DETAILED DESCRIPTION OF EMBODIMENTS
[0018] One skilled in the art will recognize that various
implementations and embodiments of the present disclosure may be
practiced in accordance with the specification. All of these
implementations and embodiments are intended to be included within
the scope of the present disclosure.
[0019] As used herein, the terms "comprises," "comprising," "have,"
"having," "include," "including," or any other variation thereof,
are intended to cover a non-exclusive inclusion, such that a
process, method, article, or apparatus that comprises a list of
elements does not include only those elements, but may include
other elements not expressly listed or inherent to such process,
method, article, or apparatus. The term "exemplary" is used in the
sense of "example," rather than "ideal." Additionally, the term
"or" is intended to mean an inclusive "or" rather than an exclusive
"or." That is, unless specified otherwise, or clear from the
context, the phrase "X employs A or B" is intended to mean any of
the natural inclusive permutations. For example, the phrase "X
employs A or B" is satisfied by any of the following instances: X
employs A; X employs B; or X employs both A and B. In addition, the
articles "a" and "an" as used in this application and the appended
claims should generally be construed to mean "one or more" unless
specified otherwise or clear from the context to be directed to a
singular form.
[0020] For the sake of brevity, conventional techniques related to
systems and servers used to conduct methods and other functional
aspects of the systems and servers (and the individual operating
components of the systems) may not be described in detail herein.
Furthermore, the connecting lines shown in the various figures
contained herein are intended to represent exemplary functional
relationships and/or physical couplings between the various
elements. It should be noted that many alternative and/or
additional functional relationships or physical connections may be
present in an embodiment of the subject matter.
[0021] Reference will now be made in detail to the exemplary
embodiments of the disclosure, examples of which are illustrated in
the accompanying drawings. Wherever possible, the same reference
numbers will be used throughout the drawings to refer to the same
or like parts.
[0022] Embodiments of the present disclosure relate to a tool and
workflow for generation of expressive speech via acoustic elements
extracted from human input. In at least one embodiment, a system
for audio content production is designed to utilize acoustic
features to increase the expressiveness of generated audio. One of
the inputs to the system is a human designating an intonation to be
applied onto text-to-speech (TTS) generated synthetic speech, in
some embodiments. The human intonation includes the pitch contour
and can also include other acoustic features extracted from the
speech. The pitch contour is an example of a "contour". However, in
the context of the present disclosure, anything that uses an
acoustic feature as a guide may also be considered a "contour." In
lieu of TTS, genuine speech can be used as the base input to the
system, in some embodiments. The system is designed to be used for,
and is capable of speech generation, speech analysis, speech
transformation, and speech re-synthesis at the acoustic level.

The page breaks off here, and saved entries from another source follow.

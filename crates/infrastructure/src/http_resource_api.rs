use std::marker::PhantomData;

use async_trait::async_trait;
use curator_application::{ListPage, MutationReceipt, ResourceApi};
use curator_core::{AppError, AppResult};
use curator_domain::{ListQuery, Payload, RecordId, ResourceBinding, ResourceRecord};
use reqwest::StatusCode;
use serde_json::{Map, Value};
use tracing::debug;
use url::Url;

/// REST adapter for one admin resource.
pub struct HttpResourceApi<B> {
    http_client: reqwest::Client,
    base_url: Url,
    _binding: PhantomData<fn() -> B>,
}

impl<B: ResourceBinding> HttpResourceApi<B> {
    /// Creates an adapter rooted at `base_url`.
    pub fn new(http_client: reqwest::Client, base_url: &str) -> AppResult<Self> {
        let mut parsed = Url::parse(base_url.trim()).map_err(|error| {
            AppError::Validation(format!("invalid API base URL '{base_url}': {error}"))
        })?;
        if !matches!(parsed.scheme(), "http" | "https") {
            return Err(AppError::Validation(format!(
                "API base URL must use http or https, got '{}'",
                parsed.scheme()
            )));
        }
        parsed.set_query(None);
        parsed.set_fragment(None);

        Ok(Self {
            http_client,
            base_url: parsed,
            _binding: PhantomData,
        })
    }

    fn collection_url(&self, scope: Option<&str>) -> AppResult<Url> {
        self.url_with(B::collection_segments(scope)?)
    }

    fn member_url(&self, scope: Option<&str>, record_id: &RecordId) -> AppResult<Url> {
        let mut segments = B::collection_segments(scope)?;
        segments.push(record_id.as_str().to_owned());
        self.url_with(segments)
    }

    /// Appends percent-encoded `segments` to the base path.
    fn url_with(&self, segments: Vec<String>) -> AppResult<Url> {
        let mut url = self.base_url.clone();
        url.path_segments_mut()
            .map_err(|()| {
                AppError::Validation(format!(
                    "API base URL '{}' cannot carry a path",
                    self.base_url
                ))
            })?
            .pop_if_empty()
            .extend(segments);

        Ok(url)
    }

    async fn send(&self, request: reqwest::RequestBuilder) -> AppResult<Value> {
        let response = request.send().await.map_err(|error| {
            AppError::Unavailable(format!("could not reach the admin API: {error}"))
        })?;
        let status = response.status();
        let text = response.text().await.map_err(|error| {
            AppError::Unavailable(format!("admin API response was interrupted: {error}"))
        })?;

        let body = if text.trim().is_empty() {
            Value::Null
        } else {
            serde_json::from_str(text.as_str()).unwrap_or(Value::String(text))
        };

        if status.is_success() {
            Ok(body)
        } else {
            Err(error_from_response(status, &body))
        }
    }

    async fn mutate(
        &self,
        method: reqwest::Method,
        url: Url,
        token: &str,
        payload: Option<Payload>,
    ) -> AppResult<MutationReceipt> {
        debug!(resource = B::NAME, %method, url = url.as_str(), "sending mutation");
        let mut request = self.http_client.request(method, url).bearer_auth(token);
        if let Some(payload) = payload {
            request = request.json(&payload);
        }

        let body = self.send(request).await?;
        Ok(receipt_from_body(body))
    }
}

#[async_trait]
impl<B: ResourceBinding> ResourceApi<B::Record> for HttpResourceApi<B> {
    async fn list(&self, token: &str, query: &ListQuery) -> AppResult<ListPage<B::Record>> {
        let url = self.collection_url(query.scope())?;
        debug!(
            resource = B::NAME,
            url = url.as_str(),
            page = query.page(),
            "listing records"
        );

        let request = self
            .http_client
            .get(url)
            .bearer_auth(token)
            .query(&list_parameters(query));
        let body = self.send(request).await?;

        list_page_from_body(body)
    }

    async fn create(
        &self,
        token: &str,
        scope: Option<&str>,
        payload: Payload,
    ) -> AppResult<MutationReceipt> {
        let url = self.collection_url(scope)?;
        self.mutate(reqwest::Method::POST, url, token, Some(payload))
            .await
    }

    async fn update(
        &self,
        token: &str,
        scope: Option<&str>,
        record_id: &RecordId,
        payload: Payload,
    ) -> AppResult<MutationReceipt> {
        let url = self.member_url(scope, record_id)?;
        self.mutate(reqwest::Method::PUT, url, token, Some(payload))
            .await
    }

    async fn delete(
        &self,
        token: &str,
        scope: Option<&str>,
        record_id: &RecordId,
    ) -> AppResult<MutationReceipt> {
        let url = self.member_url(scope, record_id)?;
        self.mutate(reqwest::Method::DELETE, url, token, None).await
    }
}

fn list_parameters(query: &ListQuery) -> Vec<(String, String)> {
    let page_size = query.page_size().to_string();
    let mut parameters = vec![
        ("page".to_owned(), query.page().to_string()),
        ("pageSize".to_owned(), page_size.clone()),
        ("limit".to_owned(), page_size),
    ];

    if !query.search().is_empty() {
        parameters.push(("q".to_owned(), query.search().to_owned()));
    }
    if let Some(status) = query.status() {
        parameters.push(("status".to_owned(), status.to_owned()));
    }
    for (name, value) in query.filters() {
        parameters.push((name.clone(), value.clone()));
    }

    parameters
}

fn list_page_from_body<R: ResourceRecord>(body: Value) -> AppResult<ListPage<R>> {
    let (items, meta) = match body {
        Value::Array(items) => (items, Map::new()),
        Value::Object(mut object) => {
            let items = match object.remove("items").or_else(|| object.remove("data")) {
                Some(Value::Array(items)) => items,
                Some(Value::Null) | None => Vec::new(),
                Some(_) => {
                    return Err(AppError::Internal(
                        "list response items must be an array".to_owned(),
                    ));
                }
            };
            (items, object)
        }
        _ => {
            return Err(AppError::Internal(
                "list response must be a JSON object or array".to_owned(),
            ));
        }
    };

    let items = items
        .into_iter()
        .map(serde_json::from_value)
        .collect::<Result<Vec<R>, _>>()
        .map_err(|error| AppError::Internal(format!("unexpected record shape: {error}")))?;

    Ok(ListPage {
        items,
        page: read_number(&meta, &["page"]).and_then(|value| u32::try_from(value).ok()),
        page_size: read_number(&meta, &["pageSize", "page_size", "limit"])
            .and_then(|value| u32::try_from(value).ok()),
        total: read_number(&meta, &["total"]),
        total_pages: read_number(&meta, &["totalPages", "total_pages"])
            .and_then(|value| u32::try_from(value).ok()),
    })
}

fn read_number(meta: &Map<String, Value>, keys: &[&str]) -> Option<u64> {
    keys.iter().find_map(|key| match meta.get(*key)? {
        Value::Number(number) => number.as_u64(),
        Value::String(text) => text.trim().parse().ok(),
        _ => None,
    })
}

fn receipt_from_body(body: Value) -> MutationReceipt {
    let message = body
        .get("message")
        .and_then(Value::as_str)
        .map(str::to_owned);
    MutationReceipt { message, body }
}

fn error_from_response(status: StatusCode, body: &Value) -> AppError {
    let message = match body {
        Value::String(text) if !text.trim().is_empty() => text.trim().to_owned(),
        _ => body
            .get("message")
            .or_else(|| body.get("error"))
            .and_then(Value::as_str)
            .map(str::to_owned)
            .unwrap_or_else(|| format!("admin API returned {status}")),
    };

    match status {
        StatusCode::BAD_REQUEST | StatusCode::UNPROCESSABLE_ENTITY => {
            AppError::Validation(message)
        }
        StatusCode::UNAUTHORIZED => AppError::Unauthorized(message),
        StatusCode::FORBIDDEN => AppError::Forbidden(message),
        StatusCode::NOT_FOUND => AppError::NotFound(message),
        StatusCode::CONFLICT => AppError::Conflict(message),
        _ => AppError::Internal(message),
    }
}
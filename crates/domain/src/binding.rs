use curator_core::{AppError, AppResult};
use serde_json::{Map, Number, Value};

use crate::{MutationDraft, ResourceRecord};

/// JSON object submitted to a mutation endpoint.
pub type Payload = Map<String, Value>;

/// Binds one server resource to the generic list and mutation controllers.
///
/// A binding only describes the resource: where it lives, which fields the
/// forms edit and how a draft is validated and normalized. Controllers own all
/// state and I/O.
pub trait ResourceBinding: Send + Sync + 'static {
    /// Record type returned by list endpoints.
    type Record: ResourceRecord;

    /// Stable resource name used in logs and notifications.
    const NAME: &'static str;

    /// Path segments of the collection below the API base URL.
    ///
    /// Segments are unescaped; adapters encode each one on its own, so a
    /// parent identifier never spills into a neighbouring segment. Scoped
    /// resources receive the parent identifier and reject `None`.
    fn collection_segments(scope: Option<&str>) -> AppResult<Vec<String>>;

    /// Record field holding the parent identifier of nested resources.
    fn scope_field() -> Option<&'static str> {
        None
    }

    /// Returns whether listing waits for a parent identifier.
    fn requires_scope() -> bool {
        Self::scope_field().is_some()
    }

    /// Record fields shown as table columns.
    fn columns() -> &'static [&'static str];

    /// Copies the editable subset of a record into an edit-mode draft.
    fn draft_from_record(record: &Self::Record) -> MutationDraft;

    /// Checks required and typed fields without touching the network.
    fn validate(draft: &MutationDraft) -> AppResult<()>;

    /// Builds the payload submitted for a validated draft.
    fn normalize(draft: &MutationDraft) -> AppResult<Payload>;

    /// Boolean field flipped by the row-level status toggle.
    fn toggle_field() -> Option<&'static str> {
        None
    }
}

/// Converts a finite number into JSON, preferring integers when exact.
pub fn number_value(field: &str, value: f64) -> AppResult<Value> {
    if value.fract() == 0.0 && value.abs() < 9.0e15 {
        #[allow(clippy::cast_possible_truncation)]
        return Ok(Value::from(value as i64));
    }

    Number::from_f64(value)
        .map(Value::Number)
        .ok_or_else(|| AppError::Validation(format!("{field} must be a finite number")))
}

/// Rejects scope-less paths for nested resources.
pub fn required_scope<'a>(resource: &str, scope: Option<&'a str>) -> AppResult<&'a str> {
    scope
        .map(str::trim)
        .filter(|value| !value.is_empty())
        .ok_or_else(|| AppError::Validation(format!("{resource} requires a parent identifier")))
}

/// Checks that an enum-like code is one of the allowed values.
pub fn require_one_of(field: &str, value: &str, allowed: &[&str]) -> AppResult<()> {
    if allowed.contains(&value) {
        return Ok(());
    }

    Err(AppError::Validation(format!(
        "{field} must be one of {}, got '{value}'",
        allowed.join(", ")
    )))
}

[0023] Some embodiments described herein are designed to shape the
tone of text-to-speech (TTS) such that synthesized speech is more
expressive (users can target a specific expression). For example,
in an embodiment, a TTS system is configured to enable a user to
apply intonation from their own voice to generated TTS. In an
embodiment, the user is enabled to listen to both the original TTS
and the pitch-contoured TTS to compare the two versions and make
further modifications as desired.
[0024] In some embodiments, an audio content production system
includes a voice user interface (e.g., a microphone), for
transformation and modification of text-to-speech signals. As
compared to a conventional parametric (e.g., prosody and style
elements in SSML) approach on a graphical user interface (e.g.,
display), the audio content production system and workflow of the
present disclosure makes expressive control of text-to-speech more
intuitive and efficient.
[0025] In a TTS system, a device converts input text into an
acoustic waveform that is recognizable as speech corresponding to
the input text, in an embodiment. The TTS system may provide spoken
output to a user in a number of different contexts or applications,
enabling the user to obtain information from a device without
necessarily having to rely on conventional visual output devices,
such as a display screen or monitor, in an embodiment. In some
embodiments, a TTS process is referred to as speech synthesis or
speech generation.
[0026] In at least some embodiments and examples described herein,
the term "prosody" is broadly used to cover a wide range of speech
characteristics. For example, prosody includes variations in
volume, pitch, speech rate, and pauses. In one or more embodiments,
prosody may also include qualities related to inflection and
intonation. As will be described in greater detail below, acoustic
feature (e.g., pitch, rate, volume, contour, range, duration,
voice, emphasis, break, etc.) modification is an important
processing component of expressive TTS synthesis and voice
transformation. The acoustic feature modification task may
generally appear either in the context of TTS synthesis or in the
context of natural speech processing.
[0027] It is valuable to craft the audio-centric user experience of
a personal voice assistant using intentful sound design that
expresses the emotion of what is being communicated. Furthermore,
as news and information is disseminated with increasing speed,
content is often needed on short timelines. Accordingly, in one or
more embodiments described herein, methods and systems are provided
for an efficient and intelligent workflow for audio (e.g., TTS)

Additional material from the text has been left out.